Print out the full listing, exactly.

### [RAW DATA]
::::::::

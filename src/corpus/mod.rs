//! Corpus Store: the fixed, read-only knowledge base.
//!
//! A [`Corpus`] is built once at startup, either from the embedded default
//! document or from a file named by `CORPUS_PATH`, and is shared behind an
//! `Arc` for the life of the process. Nothing mutates it after construction.

pub mod loader;
pub mod types;

pub use loader::{parse_entries, EMBEDDED_CORPUS};
pub use types::{Category, CategoryFilter, KnowledgeEntry};

use crate::error::{AppError, Result};
use chrono::{DateTime, Utc};
use serde::Serialize;
use sha2::{Digest, Sha256};
use std::collections::BTreeMap;
use std::path::Path;

/// Length of the hex fingerprint reported as the corpus version.
const VERSION_HEX_LEN: usize = 16;

#[derive(Debug)]
pub struct Corpus {
    entries: Vec<KnowledgeEntry>,
    loaded_at: DateTime<Utc>,
    version: String,
}

/// Summary block reported by the status endpoint.
#[derive(Debug, Serialize)]
pub struct CorpusSummary {
    #[serde(rename = "totalItems")]
    pub total_items: usize,
    pub version: String,
    #[serde(rename = "loadedAt")]
    pub loaded_at: DateTime<Utc>,
    pub categories: BTreeMap<Category, usize>,
}

impl Corpus {
    pub fn from_entries(entries: Vec<KnowledgeEntry>) -> Self {
        let version = Self::compute_version(&entries);
        Self {
            entries,
            loaded_at: Utc::now(),
            version,
        }
    }

    pub fn from_json(json: &str) -> Result<Self> {
        Ok(Self::from_entries(parse_entries(json)?))
    }

    /// The corpus compiled into the binary.
    pub fn embedded() -> Result<Self> {
        Self::from_json(EMBEDDED_CORPUS)
    }

    pub fn load(path: &Path) -> Result<Self> {
        let json = std::fs::read_to_string(path).map_err(|e| {
            AppError::CorpusError(format!("Failed to read {}: {}", path.display(), e))
        })?;
        Self::from_json(&json)
    }

    /// Embedded corpus unless a path is given.
    pub fn load_or_embedded(path: Option<&Path>) -> Result<Self> {
        let corpus = match path {
            Some(p) => Self::load(p)?,
            None => Self::embedded()?,
        };

        let source = path
            .map(|p| p.display().to_string())
            .unwrap_or_else(|| "embedded".to_string());
        tracing::info!(
            total_items = corpus.total_items(),
            version = %corpus.version,
            source = %source,
            "Corpus loaded"
        );

        Ok(corpus)
    }

    /// SHA-256 over the serialized entries, truncated to a short hex id.
    ///
    /// Identical entry lists always share a version.
    pub fn compute_version(entries: &[KnowledgeEntry]) -> String {
        let mut hasher = Sha256::new();

        for entry in entries {
            // Serializing plain strings and BTreeMaps cannot fail.
            if let Ok(bytes) = serde_json::to_vec(entry) {
                hasher.update(&bytes);
            }
            hasher.update(b"\n");
        }

        let digest = format!("{:x}", hasher.finalize());
        digest[..VERSION_HEX_LEN].to_string()
    }

    pub fn entries(&self) -> &[KnowledgeEntry] {
        &self.entries
    }

    pub fn total_items(&self) -> usize {
        self.entries.len()
    }

    pub fn version(&self) -> &str {
        &self.version
    }

    /// Entries of one category, in corpus order.
    pub fn by_category(&self, category: Category) -> impl Iterator<Item = &KnowledgeEntry> {
        self.entries.iter().filter(move |e| e.category == category)
    }

    pub fn summary(&self) -> CorpusSummary {
        let mut categories: BTreeMap<Category, usize> =
            Category::ALL.iter().map(|c| (*c, 0)).collect();
        for entry in &self.entries {
            *categories.entry(entry.category).or_default() += 1;
        }

        CorpusSummary {
            total_items: self.total_items(),
            version: self.version.clone(),
            loaded_at: self.loaded_at,
            categories,
        }
    }
}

::::::::

### [ANSWER TO THE PROBLEM]
filename src/corpus/mod.rs
//! Corpus Store: the fixed, read-only knowledge base.
//!
//! A [`Corpus`] is built once at startup, either from the embedded default
//! document or from a file named by `CORPUS_PATH`, and is shared behind an
//! `Arc` for the life of the process. Nothing mutates it after construction.

pub mod loader;
pub mod types;

pub use loader::{parse_entries, EMBEDDED_CORPUS};
pub use types::{Category, CategoryFilter, KnowledgeEntry};

use crate::error::{AppError, Result};
use chrono::{DateTime, Utc};
use serde::Serialize;
use sha2::{Digest, Sha256};
use std::collections::BTreeMap;
use std::path::Path;

/// Length of the hex fingerprint reported as the corpus version.
const VERSION_HEX_LEN: usize = 16;

#[derive(Debug)]
pub struct Corpus {
    entries: Vec<KnowledgeEntry>,
    loaded_at: DateTime<Utc>,
    version: String,
}

/// Summary block reported by the status endpoint.
#[derive(Debug, Serialize)]
pub struct CorpusSummary {
    #[serde(rename = "totalItems")]
    pub total_items: usize,
    pub version: String,
    #[serde(rename = "loadedAt")]
    pub loaded_at: DateTime<Utc>,
    pub categories: BTreeMap<Category, usize>,
}

impl Corpus {
    pub fn from_entries(entries: Vec<KnowledgeEntry>) -> Self {
        let version = Self::compute_version(&entries);
        Self {
            entries,
            loaded_at: Utc::now(),
            version,
        }
    }

    pub fn from_json(json: &str) -> Result<Self> {
        Ok(Self::from_entries(parse_entries(json)?))
    }

    /// The corpus compiled into the binary.
    pub fn embedded() -> Result<Self> {
        Self::from_json(EMBEDDED_CORPUS)
    }

    pub fn load(path: &Path) -> Result<Self> {
        let json = std::fs::read_to_string(path).map_err(|e| {
            AppError::CorpusError(format!("Failed to read {}: {}", path.display(), e))
        })?;
        Self::from_json(&json)
    }

    /// Embedded corpus unless a path is given.
    pub fn load_or_embedded(path: Option<&Path>) -> Result<Self> {
        let corpus = match path {
            Some(p) => Self::load(p)?,
            None => Self::embedded()?,
        };

        let source = path
            .map(|p| p.display().to_string())
            .unwrap_or_else(|| "embedded".to_string());
        tracing::info!(
            total_items = corpus.total_items(),
            version = %corpus.version,
            source = %source,
            "Corpus loaded"
        );

        Ok(corpus)
    }

    /// SHA-256 over the serialized entries, truncated to a short hex id.
    ///
    /// Identical entry lists always share a version.
    pub fn compute_version(entries: &[KnowledgeEntry]) -> String {
        let mut hasher = Sha256::new();

        for entry in entries {
            // Serializing plain strings and BTreeMaps cannot fail.
            if let Ok(bytes) = serde_json::to_vec(entry) {
                hasher.update(&bytes);
            }
            hasher.update(b"\n");
        }

        let digest = format!("{:x}", hasher.finalize());
        digest[..VERSION_HEX_LEN].to_string()
    }

    pub fn entries(&self) -> &[KnowledgeEntry] {
        &self.entries
    }

    pub fn total_items(&self) -> usize {
        self.entries.len()
    }

    pub fn version(&self) -> &str {
        &self.version
    }

    /// Entries of one category, in corpus order.
    pub fn by_category(&self, category: Category) -> impl Iterator<Item = &KnowledgeEntry> {
        self.entries.iter().filter(move |e| e.category == category)
    }

    pub fn summary(&self) -> CorpusSummary {
        let mut categories: BTreeMap<Category, usize> =
            Category::ALL.iter().map(|c| (*c, 0)).collect();
        for entry in &self.entries {
            *categories.entry(entry.category).or_default() += 1;
        }

        CorpusSummary {
            total_items: self.total_items(),
            version: self.version.clone(),
            loaded_at: self.loaded_at,
            categories,
        }
    }
}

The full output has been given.